- **Exercise aim**: Nothing but a number is wanted here: the tally of lines in the material below that include "Option".

- **Task inputs**:
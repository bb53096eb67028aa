//! Signal queries against the world.
//!
//! These mirror how a consumer looks at its surroundings: a block is powered
//! when any neighbor emits towards it, either weakly through [`signal_at`] or
//! strongly into a conductor that then passes the power on.

use crate::blocks::signal_source;
use crate::level::Level;
use crate::block::BlockState;
use redwire_core::{Direction, Position};

/// Maximum redstone power level
pub const MAX_POWER: u8 = 15;

/// Whether wires count as emitters for the current query.
///
/// A wire computing its own target must not see the power of other wires as
/// a source, otherwise two wires would keep each other alive. Passing the flag
/// explicitly replaces a global toggle.
#[derive(Debug, Clone, Copy, PartialEq, Eq)]
pub struct SignalContext {
    /// Wires report their power when true.
    pub wires_emit: bool,
}

impl SignalContext {
    /// Normal queries.
    pub const EMITTING: SignalContext = SignalContext { wires_emit: true };
    /// Queries made while a wire computes its own target.
    pub const WIRES_SILENT: SignalContext = SignalContext { wires_emit: false };
}

impl Default for SignalContext {
    fn default() -> Self {
        Self::EMITTING
    }
}

/// Clamp an out-of-range power value. Debug builds treat it as a bug.
pub fn clamp_power(value: u8) -> u8 {
    debug_assert!(value <= MAX_POWER, "power {value} out of range");
    value.min(MAX_POWER)
}

/// Whether `state` emits signal at all.
pub fn is_signal_source(state: BlockState, ctx: SignalContext) -> bool {
    signal_source(state.kind()).is_some_and(|source| source.is_signal_source(state, ctx))
}

/// Weak signal emitted by the block at `pos` towards a querier that looks at
/// it in `direction`.
pub fn emitted_signal(
    level: &dyn Level,
    pos: Position,
    state: BlockState,
    direction: Direction,
    ctx: SignalContext,
) -> u8 {
    signal_source(state.kind())
        .map_or(0, |source| source.signal(level, state, pos, direction, ctx))
}

/// Strong signal emitted by the block at `pos` towards `direction`.
pub fn emitted_direct_signal(
    level: &dyn Level,
    pos: Position,
    state: BlockState,
    direction: Direction,
    ctx: SignalContext,
) -> u8 {
    signal_source(state.kind())
        .map_or(0, |source| source.direct_signal(level, state, pos, direction, ctx))
}

/// Signal arriving from the block at `pos`, seen from its neighbor on the
/// `direction.opposite()` side. Conductors forward any strong power they receive.
pub fn signal_at(level: &dyn Level, pos: Position, direction: Direction, ctx: SignalContext) -> u8 {
    let Some(state) = level.block_state(pos) else {
        return 0;
    };
    let weak = emitted_signal(level, pos, state, direction, ctx);
    if state.is_conductor() {
        weak.max(direct_signal_to(level, pos, ctx))
    } else {
        weak
    }
}

/// Strongest strong signal any neighbor pushes into `pos`.
pub fn direct_signal_to(level: &dyn Level, pos: Position, ctx: SignalContext) -> u8 {
    let mut best = 0;
    for direction in Direction::ALL {
        let neighbor = pos.relative(direction);
        let Some(state) = level.block_state(neighbor) else {
            continue;
        };
        best = best.max(emitted_direct_signal(level, neighbor, state, direction, ctx));
        if best >= MAX_POWER {
            break;
        }
    }
    best
}

/// Strongest signal arriving at `pos` from any side.
pub fn best_neighbor_signal(level: &dyn Level, pos: Position, ctx: SignalContext) -> u8 {
    let mut best = 0;
    for direction in Direction::ALL {
        best = best.max(signal_at(level, pos.relative(direction), direction, ctx));
        if best >= MAX_POWER {
            return MAX_POWER;
        }
    }
    best
}

/// Whether any neighbor powers `pos`.
pub fn has_neighbor_signal(level: &dyn Level, pos: Position, ctx: SignalContext) -> bool {
    Direction::ALL
        .into_iter()
        .any(|direction| signal_at(level, pos.relative(direction), direction, ctx) > 0)
}
//! In-memory chunked world used by the runner and the tests.

use crate::block::{BlockKind, BlockState, POWER};
use crate::level::Level;
use crate::tick::{ScheduledTick, ScheduledTickQueue};
use redwire_core::{Position, SimTick, UpdateFlags};
use std::collections::{BTreeMap, BTreeSet, HashMap, HashSet};
use std::fmt;

/// Chunk width along X and Z.
pub const CHUNK_SIZE: i32 = 16;
/// Lowest buildable Y.
pub const MIN_Y: i32 = -64;
/// One past the highest buildable Y.
pub const MAX_Y: i32 = 320;

/// Chunk coordinate (X,Z) in chunk space.
/// Implements Ord for deterministic iteration in BTreeMap/BTreeSet (sorts by x, then z).
#[derive(
    Debug, Clone, Copy, PartialEq, Eq, Hash, PartialOrd, Ord, serde::Serialize, serde::Deserialize,
)]
pub struct ChunkPos {
    pub x: i32,
    pub z: i32,
}

impl ChunkPos {
    pub const fn new(x: i32, z: i32) -> Self {
        Self { x, z }
    }

    /// Chunk containing `pos`.
    pub fn containing(pos: Position) -> Self {
        Self {
            x: pos.x.div_euclid(CHUNK_SIZE),
            z: pos.z.div_euclid(CHUNK_SIZE),
        }
    }
}

impl fmt::Display for ChunkPos {
    fn fmt(&self, f: &mut fmt::Formatter<'_>) -> fmt::Result {
        write!(f, "({}, {})", self.x, self.z)
    }
}

/// Sparse column of blocks; missing entries are air.
#[derive(Debug, Default, Clone)]
struct Chunk {
    blocks: HashMap<Position, BlockState>,
}

/// A world made of loaded chunks held in memory.
///
/// Cells outside loaded chunks or outside `MIN_Y..MAX_Y` read as unloaded.
/// Individual cells can be locked to simulate writes refused by the host.
#[derive(Debug, Default)]
pub struct VoxelGrid {
    chunks: BTreeMap<ChunkPos, Chunk>,
    ticks: ScheduledTickQueue,
    occupied: HashSet<Position>,
    locked: HashSet<Position>,
    dirty: BTreeSet<ChunkPos>,
    drops: Vec<(Position, BlockState)>,
    writes: u64,
}

impl VoxelGrid {
    /// Empty world with nothing loaded.
    pub fn new() -> Self {
        Self::default()
    }

    /// Load an empty chunk. Already loaded chunks are kept.
    pub fn load_chunk(&mut self, chunk: ChunkPos) {
        self.chunks.entry(chunk).or_default();
    }

    /// Unload a chunk, discarding its blocks.
    pub fn unload_chunk(&mut self, chunk: ChunkPos) {
        self.chunks.remove(&chunk);
    }

    /// Whether `chunk` is loaded.
    pub fn is_chunk_loaded(&self, chunk: ChunkPos) -> bool {
        self.chunks.contains_key(&chunk)
    }

    /// Load every chunk within `radius` chunks of the one holding `center`.
    pub fn load_around(&mut self, center: Position, radius: i32) {
        let origin = ChunkPos::containing(center);
        for x in -radius..=radius {
            for z in -radius..=radius {
                self.load_chunk(ChunkPos::new(origin.x + x, origin.z + z));
            }
        }
    }

    /// Load every chunk touching the box spanned by `a` and `b`.
    pub fn load_area(&mut self, a: Position, b: Position) {
        let lo = ChunkPos::containing(Position::new(a.x.min(b.x), 0, a.z.min(b.z)));
        let hi = ChunkPos::containing(Position::new(a.x.max(b.x), 0, a.z.max(b.z)));
        for x in lo.x..=hi.x {
            for z in lo.z..=hi.z {
                self.load_chunk(ChunkPos::new(x, z));
            }
        }
    }

    /// Store a block without any update logic. Used to build fixtures.
    /// Returns false when `pos` is not loaded.
    pub fn put(&mut self, pos: Position, state: BlockState) -> bool {
        if !Self::in_height(pos) {
            return false;
        }
        let Some(chunk) = self.chunks.get_mut(&ChunkPos::containing(pos)) else {
            return false;
        };
        if state.is_air() {
            chunk.blocks.remove(&pos);
        } else {
            chunk.blocks.insert(pos, state);
        }
        true
    }

    /// State at `pos`, air when unloaded.
    pub fn state(&self, pos: Position) -> BlockState {
        self.state_or_air(pos)
    }

    /// Wire power at `pos`, or `None` when there is no wire.
    pub fn power_at(&self, pos: Position) -> Option<u8> {
        let state = self.state(pos);
        state.is(BlockKind::RedstoneWire).then(|| state.get(POWER))
    }

    /// Refuse every future write to `pos`.
    pub fn lock(&mut self, pos: Position) {
        self.locked.insert(pos);
    }

    /// Accept writes to `pos` again.
    pub fn unlock(&mut self, pos: Position) {
        self.locked.remove(&pos);
    }

    /// Mark whether an entity stands at `pos`.
    pub fn set_occupied(&mut self, pos: Position, occupied: bool) {
        if occupied {
            self.occupied.insert(pos);
        } else {
            self.occupied.remove(&pos);
        }
    }

    /// Items dropped by destroyed blocks, in order.
    pub fn drops(&self) -> &[(Position, BlockState)] {
        &self.drops
    }

    /// Writes accepted so far.
    pub fn write_count(&self) -> u64 {
        self.writes
    }

    /// Drain the set of chunks whose changes must be sent to clients.
    pub fn take_dirty_chunks(&mut self) -> Vec<ChunkPos> {
        std::mem::take(&mut self.dirty).into_iter().collect()
    }

    /// Current tick of the scheduled tick queue.
    pub fn now(&self) -> SimTick {
        self.ticks.now()
    }

    /// Pending scheduled ticks.
    pub fn pending_ticks(&self) -> usize {
        self.ticks.len()
    }

    /// Advance one tick and return the ticks that came due.
    pub fn advance_tick(&mut self) -> Vec<ScheduledTick> {
        self.ticks.advance()
    }

    /// Loaded non-air blocks, sorted by position.
    pub fn blocks(&self) -> Vec<(Position, BlockState)> {
        let mut blocks: Vec<_> = self
            .chunks
            .values()
            .flat_map(|chunk| chunk.blocks.iter().map(|(pos, state)| (*pos, *state)))
            .collect();
        blocks.sort_by_key(|(pos, _)| *pos);
        blocks
    }

    fn in_height(pos: Position) -> bool {
        (MIN_Y..MAX_Y).contains(&pos.y)
    }
}

impl Level for VoxelGrid {
    fn block_state(&self, pos: Position) -> Option<BlockState> {
        if !Self::in_height(pos) {
            return None;
        }
        let chunk = self.chunks.get(&ChunkPos::containing(pos))?;
        Some(chunk.blocks.get(&pos).copied().unwrap_or(BlockState::AIR))
    }

    fn set_block(&mut self, pos: Position, state: BlockState, flags: UpdateFlags) -> bool {
        if self.locked.contains(&pos) || !self.put(pos, state) {
            return false;
        }
        self.writes += 1;
        if flags.contains(UpdateFlags::CLIENTS) && !flags.contains(UpdateFlags::INVISIBLE) {
            self.dirty.insert(ChunkPos::containing(pos));
        }
        true
    }

    fn schedule_tick(&mut self, pos: Position, kind: BlockKind, delay: u32) {
        self.ticks.schedule(pos, kind, delay);
    }

    fn has_scheduled_tick(&self, pos: Position, kind: BlockKind) -> bool {
        self.ticks.contains(pos, kind)
    }

    fn is_occupied(&self, pos: Position) -> bool {
        self.occupied.contains(&pos)
    }

    fn drop_items(&mut self, pos: Position, state: BlockState) {
        self.drops.push((pos, state));
    }
}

- **Solution to this task**: 2